Mets’ first baseman Lucas Duda suffered a hyperextended left elbow in the fifth inning on Wednesday when Cesar Hernandez, the Phillies’ second baseman, tried to run out an infield hit up the first base line and ran into Duda’s glove with his left shoulder as he fielded the throw from the pitcher. Though he remained in the game through the half inning, Duda was removed for a pinch hitter in the bottom of the fifth. Duda will likely have an MRI today to determine the extent of his injury.

A hyperextension injury is one where a joint is forced to straighten beyond its normal range of motion. As with hyperextension injuries to the knee (see Kevin Durant’s recent injury), this can damage ligaments that provide stability to the joint, resulting in sprains of varying degree, and can cause strains to muscles that are stretched beyond their limits of flexibility. In addition, the excessive bony gliding that accompanies traumatic hyperextension often results in bone contusions, as the bony surfaces at both ends of the joint come into contact with each other.

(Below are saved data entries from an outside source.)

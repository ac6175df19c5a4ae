//! Seekable byte sources.
//!
//! Every parser in romkit reads through the [`ByteSource`] trait. Files and
//! in-memory buffers enter through [`IoSource`]; disc readers and partition
//! files implement the trait themselves so they can be stacked.
//!
//! ## Sharing
//! A parsed object graph (RomData → disc reader → ISO partition → partition
//! file) reads from one root source. [`SourceRef`] is the shared handle:
//! cloning it acquires a reference, dropping it releases one, and the
//! underlying source closes when the last holder goes away. Child readers
//! hold clones of their parent's handle and never close it themselves.

use std::fs::File;
use std::io::{Read, Seek, SeekFrom};
use std::path::Path;
use std::sync::{Arc, Mutex, MutexGuard, PoisonError};

use crate::{Error, Result};

/// Random-access byte stream.
///
/// Positions and sizes are absolute byte offsets. `read` fills as much of
/// `buf` as the source can provide and returns the count; a short count
/// means end of data, not an error.
pub trait ByteSource: Send {
    /// Read from the current position, advancing it.
    fn read(&mut self, buf: &mut [u8]) -> Result<usize>;

    /// Move the current position. Positions past [`ByteSource::size`] are
    /// rejected with [`Error::InvalidRange`].
    fn seek(&mut self, pos: u64) -> Result<()>;

    /// Current position.
    fn tell(&self) -> u64;

    /// Total size in bytes.
    fn size(&self) -> u64;

    /// False once the source has been closed or if it never opened.
    fn is_open(&self) -> bool {
        true
    }

    /// Seek to `pos` and read.
    fn seek_and_read(&mut self, pos: u64, buf: &mut [u8]) -> Result<usize> {
        self.seek(pos)?;
        self.read(buf)
    }

    /// Seek to `pos` and fill `buf` completely.
    ///
    /// A short read is reported as [`Error::UnexpectedEof`].
    fn read_exact_at(&mut self, pos: u64, buf: &mut [u8]) -> Result<()> {
        if self.seek_and_read(pos, buf)? != buf.len() {
            return Err(Error::UnexpectedEof);
        }
        Ok(())
    }
}

/// [`ByteSource`] adapter over any `Read + Seek` (files, cursors, ...).
pub struct IoSource<R> {
    inner: Option<R>,
    pos: u64,
    size: u64,
}

impl IoSource<File> {
    /// Open a file read-only.
    pub fn open<P: AsRef<Path>>(path: P) -> Result<Self> {
        Self::new(File::open(path)?)
    }
}

impl<R: Read + Seek> IoSource<R> {
    /// Wrap `inner`, measuring its size once.
    pub fn new(mut inner: R) -> Result<Self> {
        let size = inner.seek(SeekFrom::End(0))?;
        inner.seek(SeekFrom::Start(0))?;
        Ok(Self {
            inner: Some(inner),
            pos: 0,
            size,
        })
    }

    /// Release the inner reader. Later reads fail with
    /// [`Error::BadDescriptor`].
    pub fn close(&mut self) {
        self.inner = None;
    }

    /// Consume the adapter, returning the inner reader if still open.
    pub fn into_inner(self) -> Option<R> {
        self.inner
    }
}

impl<R: Read + Seek + Send> ByteSource for IoSource<R> {
    fn read(&mut self, buf: &mut [u8]) -> Result<usize> {
        let inner = self.inner.as_mut().ok_or(Error::BadDescriptor)?;
        inner.seek(SeekFrom::Start(self.pos))?;
        let mut total = 0;
        while total < buf.len() {
            match inner.read(&mut buf[total..]) {
                Ok(0) => break,
                Ok(n) => total += n,
                Err(e) if e.kind() == std::io::ErrorKind::Interrupted => continue,
                Err(e) => return Err(e.into()),
            }
        }
        self.pos += total as u64;
        Ok(total)
    }

    fn seek(&mut self, pos: u64) -> Result<()> {
        if self.inner.is_none() {
            return Err(Error::BadDescriptor);
        }
        if pos > self.size {
            return Err(Error::InvalidRange);
        }
        self.pos = pos;
        Ok(())
    }

    fn tell(&self) -> u64 {
        self.pos
    }

    fn size(&self) -> u64 {
        self.size
    }

    fn is_open(&self) -> bool {
        self.inner.is_some()
    }
}

/// Shared, reference-counted handle to a [`ByteSource`].
///
/// Clones share the source and its position; [`SourceRef::seek_and_read`]
/// and [`SourceRef::read_exact_at`] hold the lock across the seek and the
/// read, so stacked readers never interleave.
#[derive(Clone)]
pub struct SourceRef(Arc<Mutex<Box<dyn ByteSource>>>);

impl SourceRef {
    /// Take ownership of `source` behind a new handle.
    pub fn new<S: ByteSource + 'static>(source: S) -> Self {
        Self(Arc::new(Mutex::new(Box::new(source))))
    }

    /// Wrap a `Read + Seek` value.
    pub fn from_reader<R: Read + Seek + Send + 'static>(reader: R) -> Result<Self> {
        Ok(Self::new(IoSource::new(reader)?))
    }

    /// Open a file by path.
    pub fn open<P: AsRef<Path>>(path: P) -> Result<Self> {
        Ok(Self::new(IoSource::open(path)?))
    }

    /// Number of live handles to this source.
    pub fn ref_count(&self) -> usize {
        Arc::strong_count(&self.0)
    }

    fn lock(&self) -> MutexGuard<'_, Box<dyn ByteSource>> {
        self.0.lock().unwrap_or_else(PoisonError::into_inner)
    }

    /// Seek and read in one locked step.
    pub fn seek_and_read(&self, pos: u64, buf: &mut [u8]) -> Result<usize> {
        self.lock().seek_and_read(pos, buf)
    }

    /// Seek and fill `buf` completely in one locked step.
    pub fn read_exact_at(&self, pos: u64, buf: &mut [u8]) -> Result<()> {
        self.lock().read_exact_at(pos, buf)
    }

    /// Read `len` bytes at `pos` into a new buffer.
    pub fn read_vec_at(&self, pos: u64, len: usize) -> Result<Vec<u8>> {
        let mut buf = vec![0u8; len];
        self.read_exact_at(pos, &mut buf)?;
        Ok(buf)
    }

    /// Total size of the shared source.
    pub fn size(&self) -> u64 {
        self.lock().size()
    }

    /// Whether the shared source is still open.
    pub fn is_open(&self) -> bool {
        self.lock().is_open()
    }
}

impl ByteSource for SourceRef {
    fn read(&mut self, buf: &mut [u8]) -> Result<usize> {
        self.lock().read(buf)
    }

    fn seek(&mut self, pos: u64) -> Result<()> {
        self.lock().seek(pos)
    }

    fn tell(&self) -> u64 {
        self.lock().tell()
    }

    fn size(&self) -> u64 {
        SourceRef::size(self)
    }

    fn is_open(&self) -> bool {
        SourceRef::is_open(self)
    }

    fn seek_and_read(&mut self, pos: u64, buf: &mut [u8]) -> Result<usize> {
        SourceRef::seek_and_read(self, pos, buf)
    }
}

impl std::fmt::Debug for SourceRef {
    fn fmt(&self, f: &mut std::fmt::Formatter<'_>) -> std::fmt::Result {
        f.debug_struct("SourceRef")
            .field("refs", &self.ref_count())
            .finish_non_exhaustive()
    }
}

Hyperextension injuries at the elbow occur most often because of falling on an outstretched hand when the elbow joint is extended. In more extreme cases the joint dislocates – most often posteriorly, or to the back of the arm. Dislocation of the elbow is second only to the shoulder in frequency of major joint dislocations. It may cause fracture to one or more bones in the region and is generally accompanied by more significant damage to the structures around the joint, at worst causing rupture to the joint capsule, ligaments, muscles, blood vessels or nerves. A simple dislocation is one without fracture and a complex dislocation is one that includes fracture.

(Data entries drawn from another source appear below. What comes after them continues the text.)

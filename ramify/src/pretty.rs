use pretty::RcDoc;

pub trait Pretty {
    fn to_doc(&self) -> RcDoc<'_, ()>;

    fn to_pretty(&self, width: usize) -> String {
        let mut w = String::new();

        // Writing into a String cannot fail
        let _ = self.to_doc().render_fmt(width, &mut w);

        w
    }
}
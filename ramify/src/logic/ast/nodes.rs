use std::fmt::{self, Debug};

use anyhow::Result;
use derive_more::Display;
use id_arena::{Arena, Id};

use crate::{
    error::{error, Error},
    id::ConstructorId,
};

use super::{Argument, Atom};

pub type RecordId = Id<RecordInit>;
pub type BranchId = Id<BranchInit>;
pub type AggregatorId = Id<Aggregator>;

#[derive(Clone, Debug, Eq, PartialEq)]
pub struct RecordInit {
    args: Vec<Argument>,
}

impl RecordInit {
    pub fn new(args: impl IntoIterator<Item = Argument>) -> Self {
        Self {
            args: args.into_iter().collect(),
        }
    }

    pub fn args(&self) -> &Vec<Argument> {
        &self.args
    }
}

#[derive(Clone, Debug, Eq, PartialEq)]
pub struct BranchInit {
    constructor: ConstructorId,
    args: Vec<Argument>,
}

impl BranchInit {
    pub fn new(
        constructor: impl Into<ConstructorId>,
        args: impl IntoIterator<Item = Argument>,
    ) -> Self {
        Self {
            constructor: constructor.into(),
            args: args.into_iter().collect(),
        }
    }

    pub fn constructor(&self) -> ConstructorId {
        self.constructor
    }

    pub fn args(&self) -> &Vec<Argument> {
        &self.args
    }
}

#[derive(Clone, Copy, Debug, Display, Eq, PartialEq, Hash)]
pub enum AggregateFunction {
    #[display(fmt = "count")]
    Count,
    #[display(fmt = "sum")]
    Sum,
    #[display(fmt = "min")]
    Min,
    #[display(fmt = "max")]
    Max,
    #[display(fmt = "mean")]
    Mean,
}

/// An aggregate over the tuples of a single atom, e.g. `sum Y : { edge(X, Y) }`.
#[derive(Clone, Debug, Eq, PartialEq)]
pub struct Aggregator {
    function: AggregateFunction,
    target: Option<Argument>,
    body: Atom,
}

impl Aggregator {
    pub fn new(function: AggregateFunction, target: Option<Argument>, body: Atom) -> Self {
        Self {
            function,
            target,
            body,
        }
    }

    pub fn function(&self) -> AggregateFunction {
        self.function
    }

    pub fn target(&self) -> Option<&Argument> {
        self.target.as_ref()
    }

    pub fn body(&self) -> &Atom {
        &self.body
    }
}

/// Owns the compound-term and aggregate nodes of a rule.
///
/// Every node gets a process-unique handle when allocated; the handles are the identity keys
/// used by [`crate::ram::ValueIndex`].
pub struct Nodes {
    records: Arena<RecordInit>,
    branches: Arena<BranchInit>,
    aggregators: Arena<Aggregator>,
}

impl Nodes {
    pub fn new() -> Self {
        Self {
            records: Arena::new(),
            branches: Arena::new(),
            aggregators: Arena::new(),
        }
    }

    pub fn alloc_record(&mut self, record: RecordInit) -> RecordId {
        self.records.alloc(record)
    }

    pub fn alloc_branch(&mut self, branch: BranchInit) -> BranchId {
        self.branches.alloc(branch)
    }

    pub fn alloc_aggregator(&mut self, aggregator: Aggregator) -> AggregatorId {
        self.aggregators.alloc(aggregator)
    }

    pub fn record(&self, id: RecordId) -> Result<&RecordInit> {
        match self.records.get(id) {
            Some(record) => Ok(record),
            None => error(Error::InternalError(format!(
                "record #{} does not belong to this rule",
                id.index()
            ))),
        }
    }

    pub fn branch(&self, id: BranchId) -> Result<&BranchInit> {
        match self.branches.get(id) {
            Some(branch) => Ok(branch),
            None => error(Error::InternalError(format!(
                "branch #{} does not belong to this rule",
                id.index()
            ))),
        }
    }

    pub fn aggregator(&self, id: AggregatorId) -> Result<&Aggregator> {
        match self.aggregators.get(id) {
            Some(aggregator) => Ok(aggregator),
            None => error(Error::InternalError(format!(
                "aggregator #{} does not belong to this rule",
                id.index()
            ))),
        }
    }
}

impl Debug for Nodes {
    fn fmt(&self, f: &mut fmt::Formatter<'_>) -> fmt::Result {
        f.debug_struct("Nodes")
            .field("records", &self.records.len())
            .field("branches", &self.branches.len())
            .field("aggregators", &self.aggregators.len())
            .finish()
    }
}

impl Default for Nodes {
    fn default() -> Self {
        Self::new()
    }
}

At particular risk in both cases (also a factor, but generally to a lesser extent with hyperextension injuries) are the ligaments that stabilize the joint. The medial (inner) collateral ligament (MCL) is also known as the ulnar collateral ligament (UCL) and is the primary stabilizer (providing 54% of valgus/medial stability). It is the ligament that pitchers so often tear requiring Tommy John surgery or other forms of repair. However, it is the lateral (outer) collateral ligament (LCL) that may be the essential lesion in recurrent or persistent instability following simple dislocations of the elbow. It should be noted that a considerable part of the medial stability at the elbow joint (33%) is provided by the articulation of the bones themselves.

More about the elbow

There are actually three joints in the region of the elbow. One articulates the humerus of the upper arm with the ulna of the forearm at the trochlear groove (which resembles a spool) at the inner aspect of the elbow. Another is at the outer or lateral elbow, where the radius bone of the forearm meets the capitulum, a rounded prominence at the base of the humerus. These two joints are hinge joints that allow the elbow to bend (flex) and straighten (extend). The third joint, between the radius and ulna at the uppermost aspect of the forearm – like its lower counterpart near the wrist – enables a rotatory motion so you can turn your palm upward (supination) or downward (pronation). The static and dynamic restraints that provide joint stability are critical to enabling normal function at these joints.

Duda’s injury may have caused Grade 1 sprains (ligaments) and/or strains (muscles) at the elbow. Fortunately, it was his gloved arm and not his throwing arm that was affected. Now he awaits the MRI findings.